To combat endemic malaria, he ordered the draining of surrounding swamps and instituted isolation hospitals for contagious patients.

He managed the outbreak of the plague in Sicily in 1575/1576 by ordering measures of hygiene and separating suspected, confirmed and convalescing cases in different hospital wards. In his 1576 book Informatione del pestifero, et contagioso morbo he described the disease, traced its outbreak in Sicily, and was the first to recommend public health countermeasures.[5]

In 1578 he wrote Methodus dandi relationes pro mutilatis torquendis aut a tortura exusandi, an evaluation, from an anatomical standpoint, of the contemporary methods of torture employed by the Roman Inquisition. The work was not published until 1914.
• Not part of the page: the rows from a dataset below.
use async_trait::async_trait;

use models::point;

use super::domain::ItemSelection;
use crate::errors::ServiceError;

/// Persistence seam for collection points.
///
/// `create_with_items` must be all-or-nothing: either the point row and one
/// association per selected item are stored, or nothing is.
#[async_trait]
pub trait PointRepository: Send + Sync {
    async fn list_filtered(&self, city: &str, uf: &str, item_ids: &[i32]) -> Result<Vec<point::Model>, ServiceError>;
    async fn get(&self, id: i32) -> Result<Option<point::Model>, ServiceError>;
    async fn item_titles(&self, point_id: i32) -> Result<Vec<String>, ServiceError>;
    async fn create_with_items(&self, new: point::NewPoint, items: &ItemSelection) -> Result<point::Model, ServiceError>;
}

/// Simple in-memory mock repository for tests and doc examples
pub mod mock {
    use super::*;
    use std::collections::BTreeMap;
    use std::sync::Mutex;

    use crate::point::domain::ItemRef;

    pub struct MockPointRepository {
        items: BTreeMap<i32, String>,
        points: Mutex<Vec<point::Model>>,
        links: Mutex<Vec<(i32, i32)>>, // (point_id, item_id)
    }

    impl MockPointRepository {
        /// Catalog with ids `1..` mapped to the given titles.
        pub fn with_items(titles: &[&str]) -> Self {
            let items = titles.iter().enumerate().map(|(i, t)| (i as i32 + 1, t.to_string())).collect();
            Self { items, points: Mutex::new(Vec::new()), links: Mutex::new(Vec::new()) }
        }

        pub fn point_count(&self) -> usize { self.points.lock().map(|p| p.len()).unwrap_or_default() }

        pub fn link_count(&self) -> usize { self.links.lock().map(|l| l.len()).unwrap_or_default() }
    }

    impl Default for MockPointRepository {
        fn default() -> Self {
            Self::with_items(&[
                "Lâmpadas",
                "Pilhas e Baterias",
                "Papéis e Papelão",
                "Resíduos Eletrônicos",
                "Resíduos Orgânicos",
                "Óleo de Cozinha",
            ])
        }
    }

    fn poisoned<T>(_: T) -> ServiceError { ServiceError::Db("mock lock poisoned".into()) }

    #[async_trait]
    impl PointRepository for MockPointRepository {
        async fn list_filtered(&self, city: &str, uf: &str, item_ids: &[i32]) -> Result<Vec<point::Model>, ServiceError> {
            let points = self.points.lock().map_err(poisoned)?;
            let links = self.links.lock().map_err(poisoned)?;
            Ok(points
                .iter()
                .filter(|p| p.city == city && p.uf == uf)
                .filter(|p| links.iter().any(|(pid, iid)| *pid == p.id && item_ids.contains(iid)))
                .cloned()
                .collect())
        }

        async fn get(&self, id: i32) -> Result<Option<point::Model>, ServiceError> {
            let points = self.points.lock().map_err(poisoned)?;
            Ok(points.iter().find(|p| p.id == id).cloned())
        }

        async fn item_titles(&self, point_id: i32) -> Result<Vec<String>, ServiceError> {
            let links = self.links.lock().map_err(poisoned)?;
            let mut ids: Vec<i32> = links.iter().filter(|(pid, _)| *pid == point_id).map(|(_, iid)| *iid).collect();
            ids.sort_unstable();
            Ok(ids.iter().filter_map(|id| self.items.get(id).cloned()).collect())
        }

        async fn create_with_items(&self, new: point::NewPoint, items: &ItemSelection) -> Result<point::Model, ServiceError> {
            // 先完整校验再写入，保证全有或全无
            for r in items.refs() {
                match r {
                    ItemRef::Id(id) if self.items.contains_key(id) => {}
                    ItemRef::Id(id) => return Err(ServiceError::TransactionFailure(format!("item {id} does not exist"))),
                    ItemRef::Unparsable => return Err(ServiceError::TransactionFailure("item list contains a non-numeric id".into())),
                }
            }
            let mut points = self.points.lock().map_err(poisoned)?;
            let mut links = self.links.lock().map_err(poisoned)?;
            let id = points.iter().map(|p| p.id).max().unwrap_or(0) + 1;
            let model = point::Model {
                id,
                image: new.image,
                name: new.name,
                email: new.email,
                whatsapp: new.whatsapp,
                latitude: new.latitude,
                longitude: new.longitude,
                city: new.city,
                uf: new.uf,
            };
            points.push(model.clone());
            links.extend(items.matchable_ids().into_iter().map(|iid| (id, iid)));
            Ok(model)
        }
    }
}
use sea_orm::{entity::prelude::*, PaginatorTrait, Set};
use serde::{Deserialize, Serialize};

use crate::{errors, item, point};

#[derive(Clone, Debug, PartialEq, Eq, DeriveEntityModel, Serialize, Deserialize)]
#[sea_orm(table_name = "point_items")]
pub struct Model {
    #[sea_orm(primary_key)]
    pub id: i32,
    pub point_id: i32,
    pub item_id: i32,
}

#[derive(Copy, Clone, Debug, EnumIter)]
pub enum Relation { Point, Item }

impl RelationTrait for Relation {
    fn def(&self) -> RelationDef {
        match self {
            Relation::Point => Entity::belongs_to(point::Entity)
                .from(Column::PointId)
                .to(point::Column::Id)
                .into(),
            Relation::Item => Entity::belongs_to(item::Entity)
                .from(Column::ItemId)
                .to(item::Column::Id)
                .into(),
        }
    }
}

impl Related<point::Entity> for Entity {
    fn to() -> RelationDef { Relation::Point.def() }
}

impl Related<item::Entity> for Entity {
    fn to() -> RelationDef { Relation::Item.def() }
}

impl ActiveModelBehavior for ActiveModel {}

/// Insert one association row per item id in a single statement.
pub async fn insert_batch<C: ConnectionTrait>(conn: &C, point_id: i32, item_ids: &[i32]) -> Result<usize, errors::ModelError> {
    if item_ids.is_empty() {
        return Ok(0);
    }
    let rows = item_ids.iter().map(|&item_id| ActiveModel {
        point_id: Set(point_id),
        item_id: Set(item_id),
        ..Default::default()
    });
    Entity::insert_many(rows)
        .exec(conn)
        .await
        .map_err(|e| errors::ModelError::Db(e.to_string()))?;
    Ok(item_ids.len())
}

pub async fn count_for_point<C: ConnectionTrait>(conn: &C, point_id: i32) -> Result<u64, errors::ModelError> {
    Entity::find()
        .filter(Column::PointId.eq(point_id))
        .count(conn)
        .await
        .map_err(|e| errors::ModelError::Db(e.to_string()))
}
He died in 1580 in Palermo and was buried there in the Church of San Domenico.

Further reading

  • Spedalieri, Arcangelo (1817). Elogio storico di Giovanni Filippo Ingrassia: celebre medico e anatomico siciliano : letto nella grand'aula della I. R. Università di Pavia pel rinnovamento degli studi il giorno XII di novembre MDCCCXVI dal dottore Archangelo Spedalieri (in Italian). Milan: Imperiale regia stamperia.

References

  1. Francesco Cappello; Aldo Gerbino; Giovanni Zummo (2010). "Giovanni Filippo Ingrassia: A Five-Hundred Year-Long Lesson" (PDF). Clinical Anatomy. 23 (7): 743–749. doi:10.1002/ca.21038. hdl:10447/51564. PMID 20803570. S2CID 205535867.
  2. George Rosen (1993). A History of Public Health. JHU Press. p. 65. ISBN 9780801846458.
  3. Alibrandi, Rosemarie (2018). "When early modern Europe caught the flu. A scientific account of pandemic influenza in sixteenth century Sicily". Medicina Historica. 2: 19–26.
  4. "Encyclopedia of the Black Death".
  5. Samuel K. Cohn, Jr. (2009). Cultures of Plague: Medical thinking at the end of the Renaissance. Oxford University Press.